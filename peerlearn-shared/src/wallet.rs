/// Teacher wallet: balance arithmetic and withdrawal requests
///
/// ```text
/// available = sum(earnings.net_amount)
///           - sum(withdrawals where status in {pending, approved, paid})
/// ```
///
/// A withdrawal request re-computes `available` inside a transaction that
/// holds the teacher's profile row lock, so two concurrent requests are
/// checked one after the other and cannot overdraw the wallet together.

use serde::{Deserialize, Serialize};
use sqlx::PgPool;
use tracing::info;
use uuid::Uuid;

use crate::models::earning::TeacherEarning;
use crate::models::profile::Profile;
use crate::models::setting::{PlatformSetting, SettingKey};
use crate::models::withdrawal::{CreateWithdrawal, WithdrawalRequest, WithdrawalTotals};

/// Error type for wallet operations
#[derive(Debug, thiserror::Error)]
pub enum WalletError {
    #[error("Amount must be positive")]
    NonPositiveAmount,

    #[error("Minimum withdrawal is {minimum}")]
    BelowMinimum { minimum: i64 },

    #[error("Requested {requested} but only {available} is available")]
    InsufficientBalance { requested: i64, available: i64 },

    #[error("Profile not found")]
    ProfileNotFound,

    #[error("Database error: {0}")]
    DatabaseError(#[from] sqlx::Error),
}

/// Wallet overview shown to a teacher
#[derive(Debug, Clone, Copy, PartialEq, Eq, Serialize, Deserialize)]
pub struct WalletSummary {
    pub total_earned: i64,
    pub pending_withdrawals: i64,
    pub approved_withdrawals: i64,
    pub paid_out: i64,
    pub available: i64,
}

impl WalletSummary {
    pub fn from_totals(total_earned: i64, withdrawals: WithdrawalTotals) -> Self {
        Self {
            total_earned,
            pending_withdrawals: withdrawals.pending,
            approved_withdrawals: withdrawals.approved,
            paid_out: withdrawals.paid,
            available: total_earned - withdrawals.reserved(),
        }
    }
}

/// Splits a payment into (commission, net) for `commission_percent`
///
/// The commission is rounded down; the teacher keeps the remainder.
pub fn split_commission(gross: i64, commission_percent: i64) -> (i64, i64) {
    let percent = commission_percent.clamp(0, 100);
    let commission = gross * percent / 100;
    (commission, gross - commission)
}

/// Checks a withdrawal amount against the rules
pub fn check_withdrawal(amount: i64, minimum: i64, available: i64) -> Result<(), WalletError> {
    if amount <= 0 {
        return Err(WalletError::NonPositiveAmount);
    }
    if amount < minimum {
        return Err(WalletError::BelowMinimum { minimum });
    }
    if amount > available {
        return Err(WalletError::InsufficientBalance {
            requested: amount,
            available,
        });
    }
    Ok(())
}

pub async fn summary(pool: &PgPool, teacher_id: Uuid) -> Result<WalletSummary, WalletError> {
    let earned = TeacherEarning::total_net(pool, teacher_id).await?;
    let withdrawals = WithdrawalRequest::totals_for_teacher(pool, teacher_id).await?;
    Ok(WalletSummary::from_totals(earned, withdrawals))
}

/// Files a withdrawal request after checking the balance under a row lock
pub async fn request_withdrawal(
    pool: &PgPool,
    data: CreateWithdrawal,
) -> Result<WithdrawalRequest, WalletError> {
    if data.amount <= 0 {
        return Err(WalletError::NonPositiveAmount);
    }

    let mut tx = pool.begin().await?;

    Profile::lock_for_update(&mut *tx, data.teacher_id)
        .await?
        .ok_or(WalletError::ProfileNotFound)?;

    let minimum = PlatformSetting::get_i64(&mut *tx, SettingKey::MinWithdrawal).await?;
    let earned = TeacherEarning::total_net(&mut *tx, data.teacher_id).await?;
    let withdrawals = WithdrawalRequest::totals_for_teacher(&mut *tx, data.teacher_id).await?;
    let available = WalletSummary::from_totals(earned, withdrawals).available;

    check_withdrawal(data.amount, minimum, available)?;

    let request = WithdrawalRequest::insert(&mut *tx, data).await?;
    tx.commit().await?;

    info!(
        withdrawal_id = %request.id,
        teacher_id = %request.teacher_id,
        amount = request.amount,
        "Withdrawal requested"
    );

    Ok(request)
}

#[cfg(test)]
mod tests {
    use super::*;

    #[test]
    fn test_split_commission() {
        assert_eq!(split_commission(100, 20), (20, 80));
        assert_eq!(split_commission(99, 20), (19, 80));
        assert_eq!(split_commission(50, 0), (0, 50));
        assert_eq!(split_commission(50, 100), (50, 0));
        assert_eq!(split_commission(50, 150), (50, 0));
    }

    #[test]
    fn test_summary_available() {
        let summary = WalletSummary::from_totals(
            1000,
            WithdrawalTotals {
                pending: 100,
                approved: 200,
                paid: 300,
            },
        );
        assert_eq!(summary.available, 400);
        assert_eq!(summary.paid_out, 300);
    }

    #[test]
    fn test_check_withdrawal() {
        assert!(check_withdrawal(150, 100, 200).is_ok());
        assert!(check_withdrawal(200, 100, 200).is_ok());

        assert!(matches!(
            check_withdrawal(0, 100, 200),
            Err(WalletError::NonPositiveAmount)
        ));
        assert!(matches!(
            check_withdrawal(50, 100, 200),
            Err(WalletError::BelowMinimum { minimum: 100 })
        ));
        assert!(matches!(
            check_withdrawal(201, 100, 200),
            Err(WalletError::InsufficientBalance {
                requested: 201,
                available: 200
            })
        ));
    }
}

◆ BRIEF
Which lines above contain the word "requests"? List them.

◆ REPLY TO THE TASK
/// Teacher wallet: balance arithmetic and withdrawal requests
/// holds the teacher's profile row lock, so two concurrent requests are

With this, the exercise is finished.